**WHAT NEEDS TO BE DONE**
Please find every line below that includes "Ordering" and report how many there are. Nothing else is needed.

**SUPPLIED INFORMATION**
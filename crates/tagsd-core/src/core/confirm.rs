//! Confirmation Workflow - human approval before a new platform is created
//!
//! Flow: send_prompt() → subscribe to reactions on that prompt by the requester →
//! attach ✅/❌ → race the verdict oneshot against the deadline → deregister →
//! clear the reactions in the background.
//!
//! The listener resolves the oneshot at most once, so whichever of confirm, deny or
//! timeout lands first is the outcome.

use std::sync::Arc;
use std::time::Duration;

use tokio::sync::oneshot;
use tokio::time::{timeout_at, Instant};
use tracing::{debug, info, warn};

use super::reactions::{ReactionBus, ReactionFilter};
use crate::collab::ChatTransport;
use crate::error::Result;
use crate::types::{ConfirmationOutcome, ConfirmationSession, MessageRef};

/// ✅
pub const EMOJI_CONFIRM: &str = "\u{2705}";
/// ❌
pub const EMOJI_DENY: &str = "\u{274C}";

pub struct ConfirmationWorkflow {
    transport: Arc<dyn ChatTransport>,
    bus: Arc<ReactionBus>,
    timeout: Duration,
}

impl ConfirmationWorkflow {
    pub fn new(transport: Arc<dyn ChatTransport>, bus: Arc<ReactionBus>, timeout: Duration) -> Self {
        Self {
            transport,
            bus,
            timeout,
        }
    }

    /// Ask `requester_id` to confirm creating `platform` and wait for the answer.
    ///
    /// Returns the finished session; only `Err` for transport failures while setting
    /// the prompt up. Denied and timed-out are normal outcomes, not errors.
    pub async fn confirm(
        &self,
        channel_id: &str,
        requester_id: &str,
        platform: &str,
    ) -> Result<ConfirmationSession> {
        let text = format!(
            "Creating new platform **{}**.\n__Please check if a similar one exists.__\n\
             Confirm adding in {} seconds.",
            platform,
            self.timeout.as_secs()
        );
        let prompt = self.transport.send_prompt(channel_id, &text).await?;

        let mut session = ConfirmationSession {
            prompt: prompt.clone(),
            requester_id: requester_id.to_string(),
            created_at: chrono::Utc::now().timestamp_millis(),
            outcome: ConfirmationOutcome::Pending,
        };

        let (verdict_tx, verdict_rx) = oneshot::channel();
        let mut verdict_tx = Some(verdict_tx);
        let mut subscription = self.bus.subscribe(
            ReactionFilter {
                message_id: prompt.message_id.clone(),
                user_id: requester_id.to_string(),
            },
            move |event| {
                let verdict = match event.emoji.as_str() {
                    EMOJI_CONFIRM => ConfirmationOutcome::Confirmed,
                    EMOJI_DENY => ConfirmationOutcome::Denied,
                    _ => return,
                };
                if let Some(tx) = verdict_tx.take() {
                    let _ = tx.send(verdict);
                }
            },
        );
        let deadline = Instant::now() + self.timeout;
        info!(
            platform,
            requester_id,
            message_id = %prompt.message_id,
            "Awaiting platform confirmation"
        );

        if let Err(e) = self.attach_affordances(&prompt).await {
            subscription.unsubscribe();
            self.spawn_reaction_cleanup(prompt);
            return Err(e);
        }

        let outcome = match timeout_at(deadline, verdict_rx).await {
            Ok(Ok(verdict)) => verdict,
            Ok(Err(_)) => {
                warn!(platform, "Confirmation listener dropped before answering");
                ConfirmationOutcome::TimedOut
            }
            Err(_) => ConfirmationOutcome::TimedOut,
        };

        subscription.unsubscribe();
        session.outcome = outcome;
        info!(platform, requester_id, outcome = %outcome, "Platform confirmation finished");

        self.spawn_reaction_cleanup(prompt);
        Ok(session)
    }

    async fn attach_affordances(&self, prompt: &MessageRef) -> Result<()> {
        self.transport.add_reaction(prompt, EMOJI_CONFIRM).await?;
        self.transport.add_reaction(prompt, EMOJI_DENY).await?;
        Ok(())
    }

    /// Clear the prompt's reactions without holding up the caller
    fn spawn_reaction_cleanup(&self, prompt: MessageRef) {
        let transport = Arc::clone(&self.transport);
        tokio::spawn(async move {
            match transport.remove_all_reactions(&prompt).await {
                Ok(()) => debug!(message_id = %prompt.message_id, "Prompt reactions cleared"),
                Err(e) => {
                    warn!(message_id = %prompt.message_id, error = %e, "Failed to clear prompt reactions")
                }
            }
        });
    }
}

#[cfg(test)]
mod tests {
    use super::*;
    use crate::error::TagsError;
    use crate::testing::{wait_for_listener, FakeTransport};
    use crate::types::ReactionEvent;
    use std::sync::atomic::Ordering;

    fn workflow(transport: &Arc<FakeTransport>, bus: &Arc<ReactionBus>) -> Arc<ConfirmationWorkflow> {
        Arc::new(ConfirmationWorkflow::new(
            Arc::clone(transport) as Arc<dyn ChatTransport>,
            Arc::clone(bus),
            Duration::from_secs(7),
        ))
    }

    fn react(bus: &ReactionBus, prompt: &MessageRef, user_id: &str, emoji: &str) -> usize {
        bus.publish(&ReactionEvent {
            message_id: prompt.message_id.clone(),
            user_id: user_id.to_string(),
            emoji: emoji.to_string(),
        })
    }

    fn spawn_confirm(
        wf: &Arc<ConfirmationWorkflow>,
        requester: &str,
    ) -> tokio::task::JoinHandle<Result<ConfirmationSession>> {
        let wf = Arc::clone(wf);
        let requester = requester.to_string();
        tokio::spawn(async move { wf.confirm("general", &requester, "Game").await })
    }

    #[tokio::test(start_paused = true)]
    async fn test_affirm_confirms() {
        let transport = Arc::new(FakeTransport::default());
        let bus = ReactionBus::new();
        let wf = workflow(&transport, &bus);

        let handle = spawn_confirm(&wf, "u1");
        wait_for_listener(&bus).await;
        let prompt = transport.last_prompt().unwrap();
        assert_eq!(react(&bus, &prompt, "u1", EMOJI_CONFIRM), 1);

        let session = handle.await.unwrap().unwrap();
        assert_eq!(session.outcome, ConfirmationOutcome::Confirmed);
        assert_eq!(session.requester_id, "u1");
        assert_eq!(session.prompt, prompt);
        assert_eq!(bus.listener_count(), 0);

        let reactions = transport.reactions_on(&prompt.message_id);
        assert_eq!(reactions, vec![EMOJI_CONFIRM.to_string(), EMOJI_DENY.to_string()]);

        transport.wait_for_cleared(1).await;
        assert_eq!(transport.cleared(), vec![prompt.message_id]);
    }

    #[tokio::test(start_paused = true)]
    async fn test_deny_denies() {
        let transport = Arc::new(FakeTransport::default());
        let bus = ReactionBus::new();
        let wf = workflow(&transport, &bus);

        let handle = spawn_confirm(&wf, "u1");
        wait_for_listener(&bus).await;
        let prompt = transport.last_prompt().unwrap();
        react(&bus, &prompt, "u1", EMOJI_DENY);

        let session = handle.await.unwrap().unwrap();
        assert_eq!(session.outcome, ConfirmationOutcome::Denied);
        assert_eq!(bus.listener_count(), 0);
    }

    #[tokio::test(start_paused = true)]
    async fn test_times_out_after_window() {
        let transport = Arc::new(FakeTransport::default());
        let bus = ReactionBus::new();
        let wf = workflow(&transport, &bus);

        let start = Instant::now();
        let session = wf.confirm("general", "u1", "Game").await.unwrap();

        assert_eq!(session.outcome, ConfirmationOutcome::TimedOut);
        assert!(start.elapsed() >= Duration::from_secs(7));
        assert_eq!(bus.listener_count(), 0);
    }

    #[tokio::test(start_paused = true)]
    async fn test_ignores_other_users_messages_and_emoji() {
        let transport = Arc::new(FakeTransport::default());
        let bus = ReactionBus::new();
        let wf = workflow(&transport, &bus);

        let handle = spawn_confirm(&wf, "u1");
        wait_for_listener(&bus).await;
        let prompt = transport.last_prompt().unwrap();

        // someone else answering, a reaction on another message, an unrelated emoji
        assert_eq!(react(&bus, &prompt, "u2", EMOJI_CONFIRM), 0);
        let other = MessageRef {
            channel_id: prompt.channel_id.clone(),
            message_id: "other".to_string(),
        };
        assert_eq!(react(&bus, &other, "u1", EMOJI_CONFIRM), 0);
        react(&bus, &prompt, "u1", "\u{1F44D}");
        tokio::task::yield_now().await;
        assert!(!handle.is_finished());

        react(&bus, &prompt, "u1", EMOJI_DENY);
        let session = handle.await.unwrap().unwrap();
        assert_eq!(session.outcome, ConfirmationOutcome::Denied);
    }

    #[tokio::test(start_paused = true)]
    async fn test_first_verdict_wins() {
        let transport = Arc::new(FakeTransport::default());
        let bus = ReactionBus::new();
        let wf = workflow(&transport, &bus);

        let handle = spawn_confirm(&wf, "u1");
        wait_for_listener(&bus).await;
        let prompt = transport.last_prompt().unwrap();
        react(&bus, &prompt, "u1", EMOJI_DENY);
        react(&bus, &prompt, "u1", EMOJI_CONFIRM);

        let session = handle.await.unwrap().unwrap();
        assert_eq!(session.outcome, ConfirmationOutcome::Denied);
    }

    #[tokio::test(start_paused = true)]
    async fn test_affordance_failure_tears_down_listener() {
        let transport = Arc::new(FakeTransport::default());
        transport.fail_reactions.store(true, Ordering::SeqCst);
        let bus = ReactionBus::new();
        let wf = workflow(&transport, &bus);

        let err = wf.confirm("general", "u1", "Game").await.unwrap_err();
        assert!(matches!(err, TagsError::Transport(_)));
        assert_eq!(bus.listener_count(), 0);
    }

    #[tokio::test(start_paused = true)]
    async fn test_cleanup_failure_is_swallowed() {
        let transport = Arc::new(FakeTransport::default());
        transport.fail_cleanup.store(true, Ordering::SeqCst);
        let bus = ReactionBus::new();
        let wf = workflow(&transport, &bus);

        let handle = spawn_confirm(&wf, "u1");
        wait_for_listener(&bus).await;
        let prompt = transport.last_prompt().unwrap();
        react(&bus, &prompt, "u1", EMOJI_CONFIRM);

        let session = handle.await.unwrap().unwrap();
        assert_eq!(session.outcome, ConfirmationOutcome::Confirmed);
    }
}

**RESPONSE TO THIS TASK**
3